ぼーっと読んでいたら見過ごすようなソフトタッチな脅しですが、脅された方はすぐにピンときて「お代官さま、これをお納めください」と金品を渡してしまうんですねぇ。

こんな警察官、いやだわぁ。

というか、本当にこんなことをしている警察官がいるんだろうか?

確かに警察官は現場を捜査する段階で、いろいろなことができてしまうかも。

そう思うと警察不審に陥りそうになりますよ。

同時に、この小説に対して、警察からクレームがつくのではと若竹さんの身が心配にもなります。

 

不審が募るのは辛夷ヶ丘署職員に対してだけではありません。辛夷ヶ丘の住人も信用がならないのです。

こんな街に住みたくない、と思う事件ばかり。

 

その事件の質も、小説が進むにつれてだんだん笑えない内容になってきます。

そして最後の『殺人鬼がもう一人』はゾーッとするほど怖い事件が描かれています。

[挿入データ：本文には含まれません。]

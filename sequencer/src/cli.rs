use clap::{ArgGroup, Args, Parser, Subcommand, ValueEnum};
use sequencer_core::LinkKey;
use std::path::PathBuf;

/// Sequencer: chain notes together with prev/next links and walk the chain.
#[derive(Parser, Debug)]
#[command(author, version, about, long_about = None)]
#[command(propagate_version = true)]
pub struct Cli {
    #[command(subcommand)]
    pub command: Commands,

    /// Vault to use instead of searching the current directory and its parents.
    #[arg(long, global = true, env = "SEQUENCER_VAULT")]
    pub vault: Option<PathBuf>,

    /// Increase verbosity (use multiple times for more).
    #[arg(short, long, action = clap::ArgAction::Count, global = true)]
    pub verbose: u8,

    /// Suppress all output except errors.
    #[arg(short, long, global = true)]
    pub quiet: bool,
}

#[derive(Subcommand, Debug)]
pub enum Commands {
    /// Link a note to its previous or next note.
    Link(LinkArgs),
    /// Show a note's prev/next links and where they lead.
    Show(ShowArgs),
    /// Print the note a prev/next link leads to.
    Nav(NavArgs),
    /// List the notes offered when linking from a note.
    Suggest(SuggestArgs),
    /// Manage vault settings.
    Config(ConfigArgs),
    /// Manage vaults.
    Vault(VaultArgs),
}

/// Link direction as typed on the command line.
#[derive(ValueEnum, Clone, Copy, Debug, PartialEq, Eq)]
pub enum Direction {
    Prev,
    Next,
}

impl From<Direction> for LinkKey {
    fn from(direction: Direction) -> Self {
        match direction {
            Direction::Prev => LinkKey::Prev,
            Direction::Next => LinkKey::Next,
        }
    }
}

#[derive(Args, Debug)]
#[command(group(ArgGroup::new("direction").required(true).args(["prev", "next"])))]
pub struct LinkArgs {
    /// Path or name of the note to edit.
    pub note: String,

    /// Note to link to. Prompts with a fuzzy picker when omitted; a name
    /// with no matching note creates it.
    pub target: Option<String>,

    /// Set the note's `prev` link.
    #[arg(long)]
    pub prev: bool,

    /// Set the note's `next` link.
    #[arg(long)]
    pub next: bool,

    /// Do not write the link back on the target, whatever the settings say.
    #[arg(long)]
    pub no_reciprocal: bool,
}

impl LinkArgs {
    pub fn key(&self) -> LinkKey {
        if self.prev { LinkKey::Prev } else { LinkKey::Next }
    }
}

#[derive(Args, Debug)]
pub struct ShowArgs {
    /// Path or name of the note.
    pub note: String,
}

#[derive(Args, Debug)]
pub struct NavArgs {
    /// Path or name of the note to start from.
    pub note: String,

    /// Which link to follow.
    #[arg(value_enum)]
    pub direction: Direction,
}

#[derive(Args, Debug)]
pub struct SuggestArgs {
    /// Path or name of the note being linked from.
    pub note: String,

    /// Only show suggestions matching this text.
    #[arg(default_value = "")]
    pub query: String,
}

#[derive(Args, Debug)]
pub struct ConfigArgs {
    #[command(subcommand)]
    pub command: ConfigCommands,
}

#[derive(Subcommand, Debug)]
pub enum ConfigCommands {
    /// Get the value of a setting (`reciprocal_links`, `only_sibling_files`).
    Get {
        key: String,
    },
    /// Set a setting to `true` or `false`.
    Set {
        key: String,
        value: String,
    },
    /// List all settings.
    List {},
}

#[derive(Args, Debug)]
pub struct VaultArgs {
    #[command(subcommand)]
    pub command: VaultCommands,
}

#[derive(Subcommand, Debug)]
pub enum VaultCommands {
    /// Turn a directory into a vault. Defaults to the current directory.
    Init {
        path: Option<PathBuf>,
    },
    /// Show information about the current vault.
    Info {},
}
//! Reads and rewrites the header block at the top of a note.
//!
//! A header block starts on the very first line of a document with the
//! [`DELIMITER`] and ends at the next line that is exactly the delimiter.
//! Everything in between is a list of `key: value` lines. Only the two
//! sequencing keys ([`LinkKey::Prev`] and [`LinkKey::Next`]) are ever edited;
//! every other line inside the header, and the whole body after it, is carried
//! over untouched.
//!
//! The rewrite is split into three pure steps:
//!
//! *   [`locate_header`] finds the block boundaries,
//! *   [`upsert_field`] edits the field lines,
//! *   [`rewrite`] puts the document back together.
//!
//! None of these touch storage. Reading and writing happens in
//! [`crate::edit`].
//!
//! ```rust
//! use sequencer_core::frontmatter::{rewrite, LinkKey};
//!
//! let content = "---\nprev: \"[[A]]\"\n---\nBody text\n";
//! let updated = rewrite(content, LinkKey::Next, "\"[[B]]\"").unwrap();
//! assert_eq!(updated, "---\nprev: \"[[A]]\"\nnext: \"[[B]]\"\n---\nBody text\n");
//! ```

mod editor;
mod link;
mod locator;

pub use self::editor::{read_field, rewrite, upsert_field, RewriteError};
pub use self::link::{extract_wikilinks, Link};
pub use self::locator::{locate_header, HeaderLocation, LineEnding};

use std::fmt;
use std::str::FromStr;

use serde::{Deserialize, Serialize};

/// The line that opens and closes a header block.
pub const DELIMITER: &str = "---";

/// One of the two header keys that hold sequencing links.
#[derive(Debug, Clone, Copy, PartialEq, Eq, Hash, Serialize, Deserialize)]
#[serde(rename_all = "lowercase")]
pub enum LinkKey {
    Prev,
    Next,
}

impl LinkKey {
    pub fn as_str(&self) -> &'static str {
        match self {
            LinkKey::Prev => "prev",
            LinkKey::Next => "next",
        }
    }

    /// The key written on the other end of a reciprocal link.
    pub fn inverse(&self) -> LinkKey {
        match self {
            LinkKey::Prev => LinkKey::Next,
            LinkKey::Next => LinkKey::Prev,
        }
    }
}

impl fmt::Display for LinkKey {
    fn fmt(&self, f: &mut fmt::Formatter<'_>) -> fmt::Result {
        f.write_str(self.as_str())
    }
}

#[derive(Debug, Clone, PartialEq, Eq, thiserror::Error)]
#[error("Unknown link key '{0}' (expected 'prev' or 'next')")]
pub struct UnknownLinkKey(pub String);

impl FromStr for LinkKey {
    type Err = UnknownLinkKey;

    fn from_str(s: &str) -> Result<Self, Self::Err> {
        match s {
            "prev" => Ok(LinkKey::Prev),
            "next" => Ok(LinkKey::Next),
            other => Err(UnknownLinkKey(other.to_string())),
        }
    }
}

#[cfg(test)]
mod tests {
    use super::*;

    #[test]
    fn inverse_swaps_direction() {
        assert_eq!(LinkKey::Prev.inverse(), LinkKey::Next);
        assert_eq!(LinkKey::Next.inverse(), LinkKey::Prev);
        assert_eq!(LinkKey::Next.inverse().inverse(), LinkKey::Next);
    }

    #[test]
    fn parses_only_lowercase_keys() {
        assert_eq!("prev".parse::<LinkKey>(), Ok(LinkKey::Prev));
        assert_eq!("next".parse::<LinkKey>(), Ok(LinkKey::Next));
        assert_eq!("Next".parse::<LinkKey>(), Err(UnknownLinkKey("Next".to_string())));
    }
}
use anyhow::{bail, Result};
use console::style;
use sequencer_core::navigation::{resolve_target, NavigationError, SequenceLinks};
use sequencer_core::storage::{DocumentIndex, DocumentStore, Vault};
use sequencer_core::suggest::{build_suggestions, Suggestion};
use sequencer_core::LinkKey;
use tracing::info;

use crate::app::{picker, Sequencer};
use crate::cli::{
    ConfigArgs, ConfigCommands, LinkArgs, NavArgs, ShowArgs, SuggestArgs, VaultArgs, VaultCommands,
};

pub async fn handle_link(args: LinkArgs, seq: Sequencer) -> Result<()> {
    let vault = seq.vault()?;
    let from = seq.note(&args.note).await?;
    let key = args.key();

    let mut settings = vault.settings();
    if args.no_reciprocal {
        settings.reciprocal_links = false;
    }

    let choice = match &args.target {
        Some(target) => seq.target(target).await?,
        None => {
            let suggestions = build_suggestions(&**vault, &from, "", &settings).await?;
            let prompt = format!("Link {} of {} to", key, from.basename());
            match picker::pick(prompt, suggestions).await? {
                Some(choice) => choice,
                None => {
                    info!("Link cancelled");
                    seq.say("Nothing linked.");
                    return Ok(());
                }
            }
        }
    };

    let outcome = seq.choose(&from, key, &choice, &settings).await?;
    match &outcome.reciprocal {
        Some(other) => seq.say(format!("Linked {} ({}) <-> {} ({})", from, key, other, key.inverse())),
        None => seq.say(format!("Linked {} ({}) -> {}", from, key, choice.linktext())),
    }
    Ok(())
}

pub async fn handle_show(args: ShowArgs, seq: Sequencer) -> Result<()> {
    let vault = seq.vault()?;
    let note = seq.note(&args.note).await?;
    let links = SequenceLinks::parse(&vault.read(&note).await?);

    println!("{}", style(note.path()).bold());
    for key in [LinkKey::Prev, LinkKey::Next] {
        let Some(value) = links.get(key) else {
            println!("  {}: {}", key, style("(none)").dim());
            continue;
        };
        match resolve_target(&**vault, value).await {
            Ok(target) => println!("  {}: {} -> {}", key, value, target),
            Err(NavigationError::NotFound(_)) => {
                println!("  {}: {} {}", key, value, style("(not found)").red())
            }
            Err(e) => return Err(e.into()),
        }
    }
    Ok(())
}

pub async fn handle_nav(args: NavArgs, seq: Sequencer) -> Result<()> {
    let vault = seq.vault()?;
    let note = seq.note(&args.note).await?;
    let key = LinkKey::from(args.direction);

    let links = SequenceLinks::parse(&vault.read(&note).await?);
    let Some(value) = links.get(key) else {
        bail!("{} has no {} link", note, key);
    };

    let target = resolve_target(&**vault, value).await?;
    println!("{}", target);
    Ok(())
}

pub async fn handle_suggest(args: SuggestArgs, seq: Sequencer) -> Result<()> {
    let vault = seq.vault()?;
    let note = seq.note(&args.note).await?;
    let suggestions = build_suggestions(&**vault, &note, &args.query, &vault.settings()).await?;

    for suggestion in suggestions {
        match suggestion {
            Suggestion::File(document) => println!("{}", document),
            Suggestion::Unresolved(name) => println!("{} {}", name, style("(new note)").dim()),
        }
    }
    Ok(())
}

pub async fn handle_config(args: ConfigArgs, seq: Sequencer) -> Result<()> {
    let vault = seq.vault()?;
    match args.command {
        ConfigCommands::Get { key } => {
            println!("{}", vault.settings().get(&key)?);
        }
        ConfigCommands::Set { key, value } => {
            let mut settings = vault.settings();
            settings.set(&key, &value)?;
            vault.save_settings(settings).await?;
            seq.say(format!("{} = {}", key, settings.get(&key)?));
        }
        ConfigCommands::List {} => {
            for (key, value) in vault.settings().entries() {
                println!("{} = {}", key, value);
            }
        }
    }
    Ok(())
}

pub async fn handle_vault(args: VaultArgs, seq: Sequencer) -> Result<()> {
    match args.command {
        VaultCommands::Init { path } => {
            let path = match path {
                Some(path) => std::path::absolute(path)?,
                None => std::env::current_dir()?,
            };
            if let Ok(existing) = &seq.vault {
                if path.starts_with(existing.path()) || existing.path().starts_with(&path) {
                    bail!("Cannot create a vault inside another one ({})", existing.path().display());
                }
            }

            info!("Creating vault at: {}", path.display());
            let vault = Vault::create(&path).await?;
            seq.say(format!("Vault created at {}", vault.path().display()));
        }
        VaultCommands::Info {} => {
            let vault = seq.vault()?;
            let notes = vault.list_documents().await?;
            println!("Vault: {}", vault.path().display());
            println!("ID: {}", vault.id());
            println!("Notes: {}", notes.len());
            for (key, value) in vault.settings().entries() {
                println!("{} = {}", key, value);
            }
        }
    }
    Ok(())
}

サイコパス的な怖さです。

 

とても陰惨な事件や場面が描かれているにもかかわらず、なぜか嫌悪感を抱かずに済むのは若竹七海さんならでは。

この小説は多分ミステリのジャンルに入るのだと思うのですが、トリックや犯人を当てる楽しみはあまりない気がします。

むしろ、ソフトタッチのピカレスクロマンだと思いました。

風変わりでとても面白い小説ですよ。